Cluster analysis attempts to group objects into clusters such that the objects in a particular cluster are similar to one another and dissimilar to objects in other clusters.

MicroStrategy supports the following type of cluster analysis: k-means

This algorithm dictates that a set of n objects be partitioned into k clusters so that the resulting intra-cluster similarity is maximized but the inter-cluster similarity is minimized. The mean value of the objects in a cluster is used as a measure of similarity, and can be viewed as the "center of gravity" of the cluster. This is an iterative algorithm.

MicroStrategy supports two varieties of this algorithm.

  • Specify exact number of clusters: With this option you can instruct the algorithm to partition the data into a specific number of clusters by specifying an exact number of clusters.

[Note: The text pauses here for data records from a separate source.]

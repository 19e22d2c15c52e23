//! Name conversions for generated labels.

/// Title-cases a snake_case or kebab-case identifier.
///
/// # Examples
///
/// ```
/// use tablecraft_core::util::names::title_case;
///
/// assert_eq!(title_case("order_details"), "Order Details");
/// assert_eq!(title_case("user-roles"), "User Roles");
/// assert_eq!(title_case("  ID "), "ID");
/// ```
pub fn title_case(name: &str) -> String {
    name.split(['_', '-', ' '])
        .filter(|w| !w.is_empty())
        .map(capitalize)
        .collect::<Vec<_>>()
        .join(" ")
}

fn capitalize(word: &str) -> String {
    let mut chars = word.chars();
    match chars.next() {
        Some(first) => first.to_uppercase().chain(chars).collect(),
        None => String::new(),
    }
}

  • Specify maximum number of clusters: With this option you can instruct the algorithm to partition the data into the optimal number of clusters by specifying a maximum number of clusters. The algorithm creates multiple models, starting with two clusters, and continues to add more clusters one at a time. With each additional cluster, the quality of the model is assessed. The quality of the current model is measured by calculating the total distance of all records to the centers of their assigned clusters (DCurr). This result is compared to the same result for the previously generated model (DPrev). This process continues until the amount of improvement, (DPrev - DCurr) / DPrev, is less than the amount specified by the Percent improvement parameter, or the maximum number of clusters is reached. Upon completion of this process, the model with the best quality is used in the predictive metric.